> _Activity_: Transcribe, word for word and with nothing extra, the line containing "od.set_drive_db(20.0);" and each line that comes after it in the entries.

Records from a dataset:
• • • • • • •

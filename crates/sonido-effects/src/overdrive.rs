//! Soft-clipping overdrive — asymmetric tube-style gain stage.
//!
//! A lower-gain, warmer cousin of [`crate::Distortion`]'s `SoftClip` mode:
//! fixed asymmetric soft clipping (odd + even harmonics) with a single tone
//! control, tuned for the "pushed tube amp" territory rather than fuzz or
//! high-gain distortion.
//!
//! ```text
//! Input → Drive (gain) → Asymmetric ADAA clip → Tone (low-pass tilt) → Level
//! ```

use sonido_core::{
    Adaa1, Effect, OnePole, ParamDescriptor, ParamId, ParamUnit, SmoothedParam,
    asymmetric_clip, asymmetric_clip_ad, db_to_linear, gain, linear_to_db, soft_limit,
};

type AdaaProc = Adaa1<fn(f32) -> f32, fn(f32) -> f32>;

/// Soft-clipping overdrive effect.
///
/// ## Parameter Indices (`ParameterInfo`)
///
/// | Index | Name | Range | Default |
/// |-------|------|-------|---------|
/// | 0 | Drive | 0.0–30.0 dB | 10.0 |
/// | 1 | Tone | 800.0–12000.0 Hz | 6000.0 |
/// | 2 | Output | −20.0–20.0 dB | 0.0 |
///
/// # Example
///
/// ```rust
/// use sonido_effects::Overdrive;
/// use sonido_core::Effect;
///
/// let mut od = Overdrive::new(48000.0);
/// od.set_drive_db(18.0);
/// let output = od.process(0.2);
/// ```
pub struct Overdrive {
    drive: SmoothedParam,
    output_level: SmoothedParam,
    tone_hz: f32,
    sample_rate: f32,
    adaa: AdaaProc,
    adaa_r: AdaaProc,
    tone_filter: OnePole,
    tone_filter_r: OnePole,
}

impl Overdrive {
    /// Create a new overdrive effect.
    pub fn new(sample_rate: f32) -> Self {
        Self {
            drive: SmoothedParam::fast(db_to_linear(10.0), sample_rate),
            output_level: gain::output_level_param(sample_rate),
            tone_hz: 6000.0,
            sample_rate,
            adaa: Adaa1::new(
                asymmetric_clip as fn(f32) -> f32,
                asymmetric_clip_ad as fn(f32) -> f32,
            ),
            adaa_r: Adaa1::new(
                asymmetric_clip as fn(f32) -> f32,
                asymmetric_clip_ad as fn(f32) -> f32,
            ),
            tone_filter: OnePole::new(sample_rate, 6000.0),
            tone_filter_r: OnePole::new(sample_rate, 6000.0),
        }
    }

    /// Set drive in dB. Range 0.0 to 30.0.
    pub fn set_drive_db(&mut self, db: f32) {
        self.drive.set_target(db_to_linear(db.clamp(0.0, 30.0)));
    }

    /// Get drive in dB.
    pub fn drive_db(&self) -> f32 {
        linear_to_db(self.drive.target())
    }

    /// Set tone low-pass corner in Hz. Range 800.0 to 12000.0.
    pub fn set_tone_hz(&mut self, hz: f32) {
        self.tone_hz = hz.clamp(800.0, 12000.0);
        self.tone_filter.set_frequency(self.tone_hz);
        self.tone_filter_r.set_frequency(self.tone_hz);
    }

    /// Get tone corner frequency in Hz.
    pub fn tone_hz(&self) -> f32 {
        self.tone_hz
    }
}

impl Effect for Overdrive {
    #[inline]
    fn process(&mut self, input: f32) -> f32 {
        let drive = self.drive.advance();
        let level = self.output_level.advance();
        let shaped = self.adaa.process(input * drive);
        let toned = self.tone_filter.process(shaped);
        soft_limit(toned, 1.0) * level
    }

    #[inline]
    fn process_stereo(&mut self, left: f32, right: f32) -> (f32, f32) {
        let drive = self.drive.advance();
        let level = self.output_level.advance();
        let l = soft_limit(self.tone_filter.process(self.adaa.process(left * drive)), 1.0) * level;
        let r = soft_limit(
            self.tone_filter_r.process(self.adaa_r.process(right * drive)),
            1.0,
        ) * level;
        (l, r)
    }

    fn set_sample_rate(&mut self, sample_rate: f32) {
        self.sample_rate = sample_rate;
        self.drive.set_sample_rate(sample_rate);
        self.output_level.set_sample_rate(sample_rate);
        self.tone_filter.set_sample_rate(sample_rate);
        self.tone_filter_r.set_sample_rate(sample_rate);
        self.tone_filter.set_frequency(self.tone_hz);
        self.tone_filter_r.set_frequency(self.tone_hz);
    }

    fn reset(&mut self) {
        self.drive.snap_to_target();
        self.output_level.snap_to_target();
        self.adaa.reset();
        self.adaa_r.reset();
        self.tone_filter.reset();
        self.tone_filter_r.reset();
    }
}

sonido_core::impl_params! {
    Overdrive, this {
        [0] ParamDescriptor::gain_db("Drive", "Drive", 0.0, 30.0, 10.0)
                .with_id(ParamId(1800), "od_drive"),
            get: this.drive_db(),
            set: |v| this.set_drive_db(v);

        [1] ParamDescriptor::custom("Tone", "Tone", 800.0, 12000.0, 6000.0)
                .with_unit(ParamUnit::Hertz)
                .with_step(10.0)
                .with_id(ParamId(1801), "od_tone")
                .with_scale(sonido_core::ParamScale::Logarithmic),
            get: this.tone_hz,
            set: |v| this.set_tone_hz(v);

        [2] sonido_core::gain::output_param_descriptor()
                .with_id(ParamId(1802), "od_output"),
            get: sonido_core::gain::output_level_db(&this.output_level),
            set: |v| sonido_core::gain::set_output_level_db(&mut this.output_level, v);
    }
}

#[cfg(test)]
mod tests {
    use super::*;
    use sonido_core::ParameterInfo;

    #[test]
    fn bounded_output() {
        let mut od = Overdrive::new(48000.0);
        od.set_drive_db(25.0);
        od.reset();
        for _ in 0..500 {
            let y = od.process(0.8);
            assert!(y.is_finite() && y.abs() < 2.0);
        }
    }

    #[test]
    fn param_count_is_three() {
        let od = Overdrive::new(48000.0);
        assert_eq!(od.param_count(), 3);
    }

    #[test]
    fn tone_clamping() {
        let mut od = Overdrive::new(48000.0);
        od.set_tone_hz(50000.0);
        assert_eq!(od.tone_hz(), 12000.0);
    }

    #[test]
    fn stereo_finite() {
        let mut od = Overdrive::new(48000.0);
        od.set_drive_db(20.0);
        od.reset();
        for _ in 0..200 {
            let (l, r) = od.process_stereo(0.3, -0.3);
            assert!(l.is_finite() && r.is_finite());
        }
    }
}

• • • • • • •

> _Response to this task_:
        od.set_drive_db(20.0);
        od.reset();
        for _ in 0..200 {
            let (l, r) = od.process_stereo(0.3, -0.3);
            assert!(l.is_finite() && r.is_finite());
        }
    }
}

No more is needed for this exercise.